About this task: Every line that contains the word "failed" should be copied from the records below.

Supplied data:
────────────────
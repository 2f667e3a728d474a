//! File-backed storage: a single JSON document guarded by a directory lock.

use std::collections::HashMap;
use std::path::{Path, PathBuf};
use std::time::Duration;

use async_trait::async_trait;
use chrono::{DateTime, Utc};
use gateway_core::{Error, Result};
use serde::{Deserialize, Serialize};
use tokio::fs;
use tracing::{debug, warn};

use super::{CredentialStore, apply_usage_delta};
use crate::record::{CredentialRecord, CredentialStats};

const LOCK_RETRIES: u32 = 10;
const LOCK_BACKOFF: Duration = Duration::from_millis(50);

#[derive(Debug, Serialize, Deserialize, Default)]
struct Document {
    keys: Vec<CredentialRecord>,
}

/// A `<path>.lock` directory, created with `mkdir` (atomic on POSIX) and
/// removed on every exit path — success, error, or panic.
struct DirLock {
    path: PathBuf,
}

impl DirLock {
    async fn acquire(data_path: &Path) -> Result<Self> {
        let lock_path = lock_path_for(data_path);
        for attempt in 0..LOCK_RETRIES {
            match fs::create_dir(&lock_path).await {
                Ok(()) => return Ok(Self { path: lock_path }),
                Err(e) if e.kind() == std::io::ErrorKind::AlreadyExists => {
                    if attempt + 1 == LOCK_RETRIES {
                        break;
                    }
                    debug!(attempt, path = %lock_path.display(), "credential file lock held; retrying");
                    tokio::time::sleep(LOCK_BACKOFF).await;
                }
                Err(e) => {
                    return Err(Error::unavailable(format!(
                        "failed to acquire file lock {}: {e}",
                        lock_path.display()
                    )));
                }
            }
        }
        warn!(path = %lock_path.display(), retries = LOCK_RETRIES, "gave up acquiring credential file lock");
        Err(Error::unavailable(format!(
            "timed out acquiring file lock {}",
            lock_path.display()
        )))
    }
}

impl Drop for DirLock {
    fn drop(&mut self) {
        // Best-effort: a failed removal leaves a stale lock that the next
        // acquire will eventually have to fight past; there is no
        // synchronous cleanup path from a sync Drop anyway.
        let _ = std::fs::remove_dir(&self.path);
    }
}

fn lock_path_for(data_path: &Path) -> PathBuf {
    let mut s = data_path.as_os_str().to_owned();
    s.push(".lock");
    PathBuf::from(s)
}

fn tmp_path_for(data_path: &Path) -> PathBuf {
    let mut s = data_path.as_os_str().to_owned();
    s.push(".tmp");
    PathBuf::from(s)
}

/// Single-JSON-document credential store.
///
/// Mutating operations hold the directory lock for their full duration;
/// read-only operations skip it, accepting a possibly-stale read.
pub struct FileStore {
    path: PathBuf,
}

impl FileStore {
    /// Create a store rooted at `path`. Does not touch the filesystem
    /// until [`initialize`](CredentialStore::initialize) or a read/write
    /// call is made.
    #[must_use]
    pub fn new(path: impl Into<PathBuf>) -> Self {
        Self { path: path.into() }
    }

    async fn read_document(&self) -> Result<Document> {
        match fs::read(&self.path).await {
            Ok(bytes) => serde_json::from_slice(&bytes)
                .map_err(|e| Error::internal(format!("corrupt credential file: {e}"))),
            Err(e) if e.kind() == std::io::ErrorKind::NotFound => Ok(Document::default()),
            Err(e) => Err(Error::unavailable(format!("read credential file: {e}"))),
        }
    }

    async fn write_document(&self, doc: &Document) -> Result<()> {
        let tmp = tmp_path_for(&self.path);
        let bytes = serde_json::to_vec_pretty(doc)
            .map_err(|e| Error::internal(format!("serialize credential file: {e}")))?;
        fs::write(&tmp, &bytes)
            .await
            .map_err(|e| Error::unavailable(format!("write tmp credential file: {e}")))?;
        fs::rename(&tmp, &self.path)
            .await
            .map_err(|e| Error::unavailable(format!("rename credential file: {e}")))
    }

    /// Drop fully-expired usage windows across all keys. Not part of the
    /// request path; invoked opportunistically by maintenance tasks.
    pub async fn compact(&self, now: DateTime<Utc>) -> Result<()> {
        let _lock = DirLock::acquire(&self.path).await?;
        let mut doc = self.read_document().await?;
        let span = chrono::Duration::hours(5);
        let mut purged = 0usize;
        for record in &mut doc.keys {
            let before = record.usage_windows.len();
            record.usage_windows.retain(|w| w.window_start >= now - span);
            purged += before - record.usage_windows.len();
        }
        if purged > 0 {
            debug!(purged, keys = doc.keys.len(), "compacted stale usage windows");
        }
        self.write_document(&doc).await
    }
}

#[async_trait]
impl CredentialStore for FileStore {
    async fn initialize(&self) -> Result<()> {
        if let Some(parent) = self.path.parent() {
            if !parent.as_os_str().is_empty() {
                fs::create_dir_all(parent)
                    .await
                    .map_err(|e| Error::unavailable(format!("create data dir: {e}")))?;
            }
        }
        if fs::metadata(&self.path).await.is_err() {
            let _lock = DirLock::acquire(&self.path).await?;
            if fs::metadata(&self.path).await.is_err() {
                self.write_document(&Document::default()).await?;
            }
        }
        Ok(())
    }

    async fn find(&self, key: &str) -> Result<Option<CredentialRecord>> {
        let doc = self.read_document().await?;
        Ok(doc.keys.into_iter().find(|r| r.key == key))
    }

    async fn update_usage(
        &self,
        key: &str,
        tokens_used: i64,
        _model: Option<&str>,
        now: DateTime<Utc>,
    ) -> Result<()> {
        let _lock = DirLock::acquire(&self.path).await?;
        let mut doc = self.read_document().await?;
        let record = doc
            .keys
            .iter_mut()
            .find(|r| r.key == key)
            .ok_or_else(|| Error::internal(format!("unknown credential key {key}")))?;

        apply_usage_delta(&mut record.usage_windows, tokens_used, now);
        if tokens_used > 0 {
            record.total_lifetime_tokens =
                record.total_lifetime_tokens.saturating_add(tokens_used as u64);
        }
        record.last_used = Some(now);

        self.write_document(&doc).await
    }

    async fn stats(&self, key: &str) -> Result<Option<CredentialStats>> {
        let Some(record) = self.find(key).await? else {
            return Ok(None);
        };
        let now = gateway_core::now();
        let span = chrono::Duration::hours(5);
        let used: u64 = record
            .usage_windows
            .iter()
            .filter(|w| w.window_start >= now - span)
            .map(|w| w.tokens_used)
            .sum();
        Ok(Some(CredentialStats {
            tokens_used_in_current_window: used,
            remaining_tokens: record.token_limit_per_5h.saturating_sub(used),
            is_expired: record.is_expired(now),
            total_lifetime_tokens: record.total_lifetime_tokens,
        }))
    }
}

/// Admin-surface helper: insert or replace a record. Not part of the
/// request path — exercised by tests and by whatever eventually
/// implements the `/admin/api/keys` surface.
pub async fn upsert(store: &FileStore, record: CredentialRecord) -> Result<()> {
    let _lock = DirLock::acquire(&store.path).await?;
    let mut doc = store.read_document().await?;
    let mut by_key: HashMap<String, CredentialRecord> =
        doc.keys.drain(..).map(|r| (r.key.clone(), r)).collect();
    by_key.insert(record.key.clone(), record);
    doc.keys = by_key.into_values().collect();
    store.write_document(&doc).await
}
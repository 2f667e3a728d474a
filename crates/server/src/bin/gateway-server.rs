//! Gateway entry point: load configuration, build the dependency graph,
//! bind the listener, and serve until a shutdown signal arrives.
//!
//! Exit codes: `0` clean shutdown, `1` fatal startup error, `2` port
//! bind failure.

use std::process::ExitCode;
use std::sync::Arc;

use gateway_server::{GatewayConfig, GatewayState};
use tracing::{error, info};

#[tokio::main]
async fn main() -> ExitCode {
    if let Err(e) = gateway_log::init() {
        eprintln!("failed to initialise logging: {e}");
        return ExitCode::from(1);
    }

    let config = match GatewayConfig::load() {
        Ok(config) => config,
        Err(e) => {
            error!(error = %e, "failed to load configuration");
            return ExitCode::from(1);
        }
    };

    let port = config.port;
    let state = match GatewayState::build(config).await {
        Ok(state) => Arc::new(state),
        Err(e) => {
            error!(error = %e, "failed to initialise gateway state");
            return ExitCode::from(1);
        }
    };

    let app = gateway_server::router(state.clone());

    let addr = format!("0.0.0.0:{port}");
    let listener = match tokio::net::TcpListener::bind(&addr).await {
        Ok(listener) => listener,
        Err(e) => {
            error!(error = %e, %addr, "failed to bind listen address");
            return ExitCode::from(2);
        }
    };

    info!(%addr, "gateway listening");

    let result = axum::serve(listener, app)
        .with_graceful_shutdown(shutdown_signal())
        .await;

    state.shutdown();

    match result {
        Ok(()) => {
            info!("gateway shut down cleanly");
            ExitCode::SUCCESS
        }
        Err(e) => {
            error!(error = %e, "server exited with an error");
            ExitCode::from(1)
        }
    }
}

/// Resolves on SIGINT (Ctrl-C) or, on Unix, SIGTERM — whichever
/// arrives first.
async fn shutdown_signal() {
    let ctrl_c = async {
        tokio::signal::ctrl_c().await.expect("failed to install SIGINT handler");
    };

    #[cfg(unix)]
    let terminate = async {
        tokio::signal::unix::signal(tokio::signal::unix::SignalKind::terminate())
            .expect("failed to install SIGTERM handler")
            .recv()
            .await;
    };

    #[cfg(not(unix))]
    let terminate = std::future::pending::<()>();

    tokio::select! {
        () = ctrl_c => {}
        () = terminate => {}
    }
}
//! Maps `gateway_core::Error` onto HTTP responses for the axum layer.

use axum::Json;
use axum::response::{IntoResponse, Response};
use gateway_core::Error;
use serde_json::json;

/// Newtype so the crate can implement `IntoResponse` for the shared
/// error type without an orphan-rule violation.
pub struct ApiError(pub Error);

impl From<Error> for ApiError {
    fn from(err: Error) -> Self {
        Self(err)
    }
}

impl IntoResponse for ApiError {
    fn into_response(self) -> Response {
        let status = self.0.status_code();
        let body = Json(json!({
            "error": {
                "message": self.0.to_string(),
                "type": error_type(&self.0),
            }
        }));

        let mut response = (status, body).into_response();
        if let Some(retry_after_ms) = self.0.retry_after_ms() {
            let retry_after_secs = retry_after_ms.div_ceil(1000).max(1);
            if let Ok(value) = http::HeaderValue::from_str(&retry_after_secs.to_string()) {
                response.headers_mut().insert(http::header::RETRY_AFTER, value);
            }
        }
        response
    }
}

fn error_type(err: &Error) -> &'static str {
    match err {
        Error::BadRequest { .. } => "bad_request",
        Error::Unauthorized { .. } => "unauthorized",
        Error::RateLimited { .. } => "rate_limited",
        Error::Unavailable { .. } => "unavailable",
        Error::UpstreamError { .. } => "upstream_error",
        Error::InternalError { .. } => "internal_error",
    }
}
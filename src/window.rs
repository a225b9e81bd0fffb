use miniquad::Context;

/// Something that owns a window and can be asked to close it.
pub trait WindowControl {
    fn request_close(&mut self);
}

/// Something that can resize the rendering viewport.
pub trait Viewport {
    /// Set the viewport to cover `(0, 0)..(width, height)`.
    fn set_viewport(&mut self, width: i32, height: i32);
}

impl WindowControl for Context {
    fn request_close(&mut self) {
        log::debug!("Window close requested");
        self.quit();
    }
}

impl Viewport for Context {
    fn set_viewport(&mut self, width: i32, height: i32) {
        self.apply_viewport(0, 0, width, height);
    }
}
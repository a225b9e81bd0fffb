use miniquad::{Context, Pipeline, PrimitiveType};

use crate::error::Error;
use crate::input::{InputState, Key, MouseButton};
use crate::primitives::{flat_pipeline, Mesh};
use crate::shaders::flat;
use crate::types::{Color, Vertex};

/// The colour the screen is cleared to.
pub const CLEAR_COLOR: Color = (0.2, 0.3, 0.3, 1.0);

/// The colour of the triangles.
const BASE_COLOR: Color = (1.0, 0.5, 0.2, 1.0);

/// The colour of the triangles while the left mouse button is down.
const HIGHLIGHT_COLOR: Color = (1.0, 0.8, 0.4, 1.0);

/// How much one unit of scrolling zooms in or out.
const SCROLL_ZOOM_STEP: f32 = 1.1;

const MIN_SCALE: f32 = 0.1;
const MAX_SCALE: f32 = 4.0;

/// Two triangles that share the center vertex.
const VERTICES: [Vertex; 5] = [
    Vertex::new(-0.5, 1.0, 0.0), // top left
    Vertex::new( 0.0, 0.0, 0.0), // center
    Vertex::new(-1.0, 0.0, 0.0), // mid left
    Vertex::new( 0.5, 1.0, 0.0), // top right
    Vertex::new( 1.0, 0.0, 0.0), // mid right
];

const INDICES: [u16; 6] = [
    0, 1, 2,
    1, 3, 4,
];

/// How the triangles are laid out in gpu memory.
#[derive(Copy, Clone, Debug, PartialEq, Eq)]
pub enum Layout {
    /// One vertex buffer with an index buffer, sharing the center vertex.
    Indexed,

    /// One vertex buffer per triangle.
    Separate,
}

/// The gpu independent part of the scene, driven by input once per frame.
#[derive(Clone, Debug, PartialEq)]
pub struct SceneState {
    pub layout: Layout,
    pub wireframe: bool,
    pub scale: f32,
    pub color: Color,
}

impl Default for SceneState {
    fn default() -> Self {
        Self {
            layout: Layout::Indexed,
            wireframe: false,
            scale: 1.0,
            color: BASE_COLOR,
        }
    }
}

impl SceneState {
    /// Update the scene from this frame's input.
    pub fn update(&mut self, input: &InputState) {
        if input.key(Key::TAB).just_pressed() {
            self.layout = match self.layout {
                Layout::Indexed => Layout::Separate,
                Layout::Separate => Layout::Indexed,
            };
            log::info!("Switched to {:?} layout", self.layout);
        }

        if input.key(Key::SPACE).just_pressed() || input.button(MouseButton::Right).just_pressed() {
            self.wireframe = !self.wireframe;
            log::info!("Wireframe {}", if self.wireframe { "on" } else { "off" });
        }

        let scroll_y = input.scroll_y();
        if scroll_y != 0.0 {
            self.scale = (self.scale * SCROLL_ZOOM_STEP.powf(scroll_y)).clamp(MIN_SCALE, MAX_SCALE);
        }

        let left_button = input.button(MouseButton::Left);
        if left_button.just_released() {
            log::debug!("Highlight released at {:?}", input.cursor());
        }

        self.color = if left_button.is_down() {
            HIGHLIGHT_COLOR
        }
        else {
            BASE_COLOR
        };
    }
}

/// The scene we draw: the same two triangles, in either layout.
pub struct Scene {
    pub state: SceneState,
    fill_pipeline: Pipeline,
    wireframe_pipeline: Pipeline,
    indexed: Mesh,
    separate: [Mesh; 2],
}

impl Scene {
    /// Create the scene's gpu resources.
    pub fn new(ctx: &mut Context) -> Result<Self, Error> {
        let fill_pipeline = flat_pipeline(ctx, PrimitiveType::Triangles)?;
        let wireframe_pipeline = flat_pipeline(ctx, PrimitiveType::Lines)?;

        let indexed = Mesh::new(ctx, &VERTICES, &INDICES);

        let separate = [
            Mesh::new(ctx, &[VERTICES[0], VERTICES[1], VERTICES[2]], &[0, 1, 2]),
            Mesh::new(ctx, &[VERTICES[1], VERTICES[3], VERTICES[4]], &[0, 1, 2]),
        ];

        Ok(Self {
            state: SceneState::default(),
            fill_pipeline,
            wireframe_pipeline,
            indexed,
            separate,
        })
    }

    pub fn update(&mut self, input: &InputState) {
        self.state.update(input);
    }

    /// Draw the scene. Must be called inside a render pass.
    pub fn draw(&self, ctx: &mut Context) {
        let state = &self.state;

        ctx.apply_pipeline(if state.wireframe { &self.wireframe_pipeline } else { &self.fill_pipeline });
        ctx.apply_uniforms(&flat::Uniforms {
            color: state.color,
            scale: state.scale,
        });

        match state.layout {
            Layout::Indexed => self.indexed.draw(ctx, state.wireframe),
            Layout::Separate => {
                for mesh in &self.separate {
                    mesh.draw(ctx, state.wireframe);
                }
            },
        }
    }
}
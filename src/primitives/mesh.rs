use miniquad::*;

use crate::error::Error;
use crate::shaders::flat;
use crate::types::Vertex;

/// Build the flat shaded pipeline, drawing either filled triangles or lines.
pub fn flat_pipeline(ctx: &mut Context, primitive_type: PrimitiveType) -> Result<Pipeline, Error> {
    let shader = Shader::new(ctx, flat::VERTEX, flat::FRAGMENT, flat::meta())
        .map_err(|err| Error::Shader { name: "flat", message: format!("{err:?}") })?;

    let pipeline_params = PipelineParams {
        primitive_type,
        ..Default::default()
    };

    Ok(Pipeline::with_params(
        ctx,
        &[BufferLayout::default()],
        &[VertexAttribute::new("pos", VertexFormat::Float3)],
        shader,
        pipeline_params,
    ))
}

/// Convert a triangle list into a line list containing each triangle's three edges.
pub fn triangle_edges(indices: &[u16]) -> Vec<u16> {
    indices.chunks_exact(3)
        .flat_map(|tri| [tri[0], tri[1], tri[1], tri[2], tri[2], tri[0]])
        .collect()
}

/// An immutable indexed mesh, which can be drawn filled or as a wireframe.
pub struct Mesh {
    fill: Bindings,
    fill_count: i32,
    wireframe: Bindings,
    wireframe_count: i32,
}

impl Mesh {
    /// Upload a triangle list to the gpu.
    pub fn new(ctx: &mut Context, vertices: &[Vertex], indices: &[u16]) -> Self {
        let vertex_buffer = Buffer::immutable(ctx, BufferType::VertexBuffer, vertices);

        let index_buffer = Buffer::immutable(ctx, BufferType::IndexBuffer, indices);
        let fill = Bindings {
            vertex_buffers: vec![vertex_buffer],
            images: Vec::new(),
            index_buffer,
        };

        let edges = triangle_edges(indices);
        let edge_buffer = Buffer::immutable(ctx, BufferType::IndexBuffer, &edges[..]);
        let wireframe = Bindings {
            vertex_buffers: vec![vertex_buffer],
            images: Vec::new(),
            index_buffer: edge_buffer,
        };

        Self {
            fill,
            fill_count: indices.len() as i32,
            wireframe,
            wireframe_count: edges.len() as i32,
        }
    }

    /// Draw the mesh with a pipeline already applied. `wireframe` must match the pipeline's
    /// primitive type.
    pub fn draw(&self, ctx: &mut Context, wireframe: bool) {
        if wireframe {
            ctx.apply_bindings(&self.wireframe);
            ctx.draw(0, self.wireframe_count, 1);
        }
        else {
            ctx.apply_bindings(&self.fill);
            ctx.draw(0, self.fill_count, 1);
        }
    }
}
────────────────
Solution to the exercise:
                        "failed to acquire file lock {}: {e}",
        // Best-effort: a failed removal leaves a stale lock that the next
        eprintln!("failed to initialise logging: {e}");
            error!(error = %e, "failed to load configuration");
            error!(error = %e, "failed to initialise gateway state");
            error!(error = %e, %addr, "failed to bind listen address");
        tokio::signal::ctrl_c().await.expect("failed to install SIGINT handler");
            .expect("failed to install SIGTERM handler")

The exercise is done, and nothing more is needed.